Portland politician ignores regulations she doesn’t like


By Taxpayer Association of Oregon,
OregonWatchdog.com

Elected Portland City Commissioner Jo Ann Hardesty didn’t like the new City law passed by Portland City Council that required older brick buildings to post earthquake warnings signs on their buildings. Hardesty said it was a burden on many small businesses and non-profits who operate out of some of Portland’s oldest and most vulnerable buildings.

City Commissioner Jo Ann Hardesty is also head of the Portland Fire Bureau which is charged with implementing the new law. Last week, Hardesty directed the Fire Bureau department to not enforce the regulation in defiance of the other Commissioners and the new law.

This is one of those moments when liberal politicians wake up and realize that the wave of business regulations being imposed on small businesses are in fact quite burdensome and are often  made worse because they were done with little participation or regard to the people they are hurting.  To us taxpayers, we face this every day in Oregon.
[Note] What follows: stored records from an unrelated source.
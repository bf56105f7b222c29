//! # Axum Helpers
//!
//! Shared building blocks for the Axum services in this workspace.
//!
//! ## Modules
//!
//! - **[`server`]**: Server setup, OpenAPI document route, health check, graceful shutdown
//! - **[`errors`]**: Structured error responses with error codes
//! - **[`extractors`]**: Custom extractors (validated JSON)
//!
//! ## Quick Start
//!
//! ```ignore
//! use axum::Router;
//! use axum_helpers::server::{create_app, create_router};
//! use core_config::server::ServerConfig;
//! use utoipa::OpenApi;
//!
//! #[derive(OpenApi)]
//! #[openapi(paths())]
//! struct ApiDoc;
//!
//! #[tokio::main]
//! async fn main() -> Result<(), Box<dyn std::error::Error>> {
//!     let api_routes = Router::new(); // Add your routes
//!     let router = create_router::<ApiDoc>(api_routes);
//!
//!     let config = ServerConfig::default();
//!     create_app(router, &config).await?;
//!     Ok(())
//! }
//! ```

pub mod errors;
pub mod extractors;
pub mod server;

// Re-export server types
pub use server::{
    HealthResponse, OPENAPI_PATH, create_app, create_router, health_router, shutdown_signal,
};

// Re-export error types
pub use errors::{AppError, ErrorCode, ErrorResponse};

// Re-export extractors
pub use extractors::ValidatedJson;
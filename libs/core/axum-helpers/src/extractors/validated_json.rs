//! JSON extractor with automatic validation using the validator crate.

use crate::errors::AppError;
use axum::extract::{FromRequest, Json, Request};
use serde::de::DeserializeOwned;
use validator::Validate;

/// JSON extractor with automatic validation.
///
/// Deserializes the body, then runs the `validator` crate's `Validate` impl.
/// Both malformed JSON and failed validation are rejected with a 400 and the
/// standard [`ErrorResponse`](crate::errors::ErrorResponse) body.
///
/// # Example
/// ```ignore
/// use axum::Router;
/// use axum::routing::post;
/// use axum_helpers::extractors::ValidatedJson;
/// use serde::Deserialize;
/// use validator::Validate;
///
/// #[derive(Deserialize, Validate)]
/// struct CreateNote {
///     #[validate(length(min = 1))]
///     title: String,
/// }
///
/// async fn create_note(ValidatedJson(payload): ValidatedJson<CreateNote>) -> String {
///     format!("Creating note: {}", payload.title)
/// }
///
/// let app = Router::new().route("/notes", post(create_note));
/// ```
pub struct ValidatedJson<T>(pub T);

impl<T, S> FromRequest<S> for ValidatedJson<T>
where
    T: DeserializeOwned + Validate,
    S: Send + Sync,
{
    type Rejection = AppError;

    async fn from_request(req: Request, state: &S) -> Result<Self, Self::Rejection> {
        let Json(data) = Json::<T>::from_request(req, state).await?;
        data.validate()?;
        Ok(ValidatedJson(data))
    }
}
//! Reusable OpenAPI response types for consistent API documentation.

use super::ErrorResponse;
#[allow(unused_imports)]
use serde_json::json;
use utoipa::ToResponse;

#[derive(ToResponse)]
#[response(
    description = "Bad Request - Validation Error",
    content_type = "application/json",
    example = json!({
        "code": 1001,
        "error": "VALIDATION_ERROR",
        "message": "Request validation failed",
        "details": {
            "title": [{
                "code": "blank",
                "message": "title is required",
                "params": {"value": ""}
            }]
        }
    })
)]
pub struct BadRequestValidationResponse(pub ErrorResponse);

#[derive(ToResponse)]
#[response(
    description = "Resource not found",
    content_type = "application/json",
    example = json!({
        "code": 1004,
        "error": "NOT_FOUND",
        "message": "Resource not found"
    })
)]
pub struct NotFoundResponse(pub ErrorResponse);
Hardesty is right, this law has been a mess. One business, McMenamins Crystal Ballroom, found itself on local TV news being characterized as a safety hazard and ready to collapse after this new Portland ordinance passed. It didn’t matter that the Crystal Ballroom made many costly structural retrofits to upgrade their historic building.  This is exactly what you wanted a business to do with an older vulnerable building. Yet, it still made the list.  Somehow this hastily passed law never took businesses like the Crystal Ballroom into account when they passed it.

Still, it is wrong for Hardesty to boycott laws and regulations she does not like. We taxpayers wish we could ignore the hundreds of new laws and taxes imposed on us yearly on average from the combined Federal, State, Metro, County and City government.  We can’t. This whole ordeal of liberal politicians trying to ignore the laws we live under is proof that Oregon is over-regulated and over-taxed.